Ar Brav a écrit : ↑mar. mai 13, 2008 9:47 am
(suite)
L'embarquement du sous-marin s'effectue de la manière suivante : le
Kanguroo approvisionné en eau et en charbon, étant dans ses lignes d'eau, a modifié son assiette en allégeant l'avant par la manœuvre des water-ballasts de cette partie du navire, jusqu'à ce que son avant soit entièrement au-dessus de l'eau. On enlève alors la partie démontable "b" de l'avant, puis on ouvre la porte battante "a" séparant le tunnel de la cale, et enfin, on ouvre successivement les vannes de remplissage de la cale et celles des water-ballasts placés dans la partie inférieure de la double coque de la cale. Le navire prend alors une assiette différente et c'est l'avant qui s'enfonce légèrement, le seuil des portes étant immergée, et l'arrière émergeant davantage ; la cale communique alors avec la mer par l’intermédiaire du tunnel, et le sous-marin à transporter y pénètre en flottant ; suivant le type du sous-marin et son tirant d’eau, on règle l'assiette du
Kanguroo pour que son avant plonge plus ou moins, de façon à laisser une profondeur d'eau suffisante dans le tunnel pour le passage du sous-marin ; le réglage de cette assiette s'obtient par la manœuvre des robinets de remplissage et des pompes des water-ballast de la partie avant ; si le
Kanguroo est trop immergé, on épuise partiellement le water-ballast inférieur ; si au contraire l'immersion est insuffisante, on introduit un volume d'eau supplémentaire dans les water-ballasts latéraux. Cette eau n'est pas introduite dans le water-ballast inférieur, pour pouvoir parer au cas où le navire prendrait de la bande. Si le navire prenait en effet, une inclinaison d'un côté ou de l'autre, pour une raison quelconque, pendant le remplissage des water-ballasts, on y remédierait en augmentant la quantité d'eau dans le water-ballast du côté opposé à l'inclinaison. En utilisant le water-ballast inférieur, au lieu que l'on puisse ainsi modifier l'inclinaison du navire, celle-ci s'accentuerait rapidement, car toute l'eau introduite se précipiterait du même côté.

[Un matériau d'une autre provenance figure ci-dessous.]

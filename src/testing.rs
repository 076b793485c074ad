//! Scripted fakes for the wallet and status capabilities.

use alloy::primitives::{Address, TxHash, U256};
use async_trait::async_trait;
use std::sync::atomic::{AtomicU32, Ordering};
use std::sync::Mutex;
use tokio::sync::broadcast;

use crate::blockchain::types::ChainId;
use crate::status::client::StatusSource;
use crate::status::types::{StatusEnvelope, StatusFetchError};
use crate::wallet::provider::{TransferReceipt, WalletError, WalletEvent, WalletProvider, WalletResult};

struct WalletState {
    account: Address,
    chain_id: u64,
    decimals: Result<u8, WalletError>,
    accounts: Result<Vec<Address>, WalletError>,
    send: Option<WalletError>,
    receipt: Result<TransferReceipt, WalletError>,
    last_transfer: Option<(Address, Address, U256)>,
}

/// In-memory wallet with configurable answers.
pub struct MockWallet {
    state: Mutex<WalletState>,
    events: broadcast::Sender<WalletEvent>,
    decimals_calls: AtomicU32,
    send_calls: AtomicU32,
}

impl MockWallet {
    pub fn new(chain_id: u64) -> Self {
        let account = Address::repeat_byte(0x11);
        let (events, _) = broadcast::channel(16);
        Self {
            state: Mutex::new(WalletState {
                account,
                chain_id,
                decimals: Ok(18),
                accounts: Ok(vec![account]),
                send: None,
                receipt: Ok(TransferReceipt {
                    block_number: 100,
                    succeeded: true,
                }),
                last_transfer: None,
            }),
            events,
            decimals_calls: AtomicU32::new(0),
            send_calls: AtomicU32::new(0),
        }
    }

    pub fn with_decimals(self, decimals: u8) -> Self {
        self.state.lock().unwrap().decimals = Ok(decimals);
        self
    }

    pub fn account(&self) -> Address {
        self.state.lock().unwrap().account
    }

    pub fn set_account(&self, account: Address) {
        let mut state = self.state.lock().unwrap();
        state.account = account;
        state.accounts = Ok(vec![account]);
    }

    pub fn set_chain_id(&self, chain_id: u64) {
        self.state.lock().unwrap().chain_id = chain_id;
    }

    pub fn reject_accounts(&self, message: &str) {
        self.state.lock().unwrap().accounts = Err(WalletError::rejected(message));
    }

    pub fn fail_decimals(&self, message: &str) {
        self.state.lock().unwrap().decimals = Err(WalletError::new(message));
    }

    pub fn fail_send(&self, err: WalletError) {
        self.state.lock().unwrap().send = Some(err);
    }

    pub fn fail_receipt(&self, err: WalletError) {
        self.state.lock().unwrap().receipt = Err(err);
    }

    pub fn set_receipt_success(&self, succeeded: bool) {
        self.state.lock().unwrap().receipt = Ok(TransferReceipt {
            block_number: 100,
            succeeded,
        });
    }

    pub fn emit(&self, event: WalletEvent) {
        let _ = self.events.send(event);
    }

    pub fn decimals_calls(&self) -> u32 {
        self.decimals_calls.load(Ordering::SeqCst)
    }

    pub fn send_calls(&self) -> u32 {
        self.send_calls.load(Ordering::SeqCst)
    }

    pub fn last_transfer(&self) -> Option<(Address, Address, U256)> {
        self.state.lock().unwrap().last_transfer
    }
}

#[async_trait]
impl WalletProvider for MockWallet {
    async fn request_accounts(&self) -> WalletResult<Vec<Address>> {
        self.state.lock().unwrap().accounts.clone()
    }

    async fn signer_address(&self) -> WalletResult<Address> {
        Ok(self.account())
    }

    async fn chain_id(&self) -> WalletResult<ChainId> {
        Ok(ChainId(self.state.lock().unwrap().chain_id))
    }

    async fn token_decimals(&self, _token: Address) -> WalletResult<u8> {
        self.decimals_calls.fetch_add(1, Ordering::SeqCst);
        self.state.lock().unwrap().decimals.clone()
    }

    async fn send_transfer(&self, token: Address, to: Address, amount: U256) -> WalletResult<TxHash> {
        let count = self.send_calls.fetch_add(1, Ordering::SeqCst);
        let mut state = self.state.lock().unwrap();
        if let Some(err) = state.send.clone() {
            return Err(err);
        }
        state.last_transfer = Some((token, to, amount));
        Ok(TxHash::with_last_byte(count as u8 + 1))
    }

    async fn wait_for_receipt(&self, _tx_hash: TxHash) -> WalletResult<TransferReceipt> {
        self.state.lock().unwrap().receipt.clone()
    }

    fn subscribe(&self) -> broadcast::Receiver<WalletEvent> {
        self.events.subscribe()
    }
}

/// Status source that replays a script; the last entry repeats.
pub struct ScriptedStatus {
    script: Vec<Result<StatusEnvelope, StatusFetchError>>,
    calls: AtomicU32,
}

impl ScriptedStatus {
    pub fn new(script: Vec<Result<StatusEnvelope, StatusFetchError>>) -> Self {
        assert!(!script.is_empty(), "script needs at least one entry");
        Self {
            script,
            calls: AtomicU32::new(0),
        }
    }

    pub fn calls(&self) -> u32 {
        self.calls.load(Ordering::SeqCst)
    }
}

#[async_trait]
impl StatusSource for ScriptedStatus {
    async fn fetch_status(&self, _tx_hash: &str) -> Result<StatusEnvelope, StatusFetchError> {
        let call = self.calls.fetch_add(1, Ordering::SeqCst) as usize;
        let idx = call.min(self.script.len() - 1);
        self.script[idx].clone()
    }
}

Le navire étant amené l'inclinaison voulue vers l'avant, le sous-marin est introduit de façon à être amené au-dessus de pièces de bois, ou "ventrières" installées au préalable sur le fond de la cale, et qui sont destinées à l'immobiliser pendant toute la durée du trajet.
Le sous-marin introduit, on modifie encore une fois l'assiette du
Kanguroo en épuisant au moyen de pompes les water-ballast de l'avant, mais en maintenant encore la communication entre la cale et la mer par les vannes de fond. Dès que l'avant du navire est suffisamment relevé, on ferme la porte battante, on replace la partie démontée de l'avant et on ferme les vannes de fond, puis on épuise l'eau contenue dans la cale. Le navire a, dès lors, son assiette définitive de route. A l'arrivée, les opérations inverses sont effectuées pour remettre le sous-marin à flot.
Quant au démontage de la partie avant du
Kanguroo, il comprend deux opérations : l'arrachage des rivets qui réunissent à la coque les plaques de tôle à enlever; le déboulonnage des membrures servant d'appui aux tôles.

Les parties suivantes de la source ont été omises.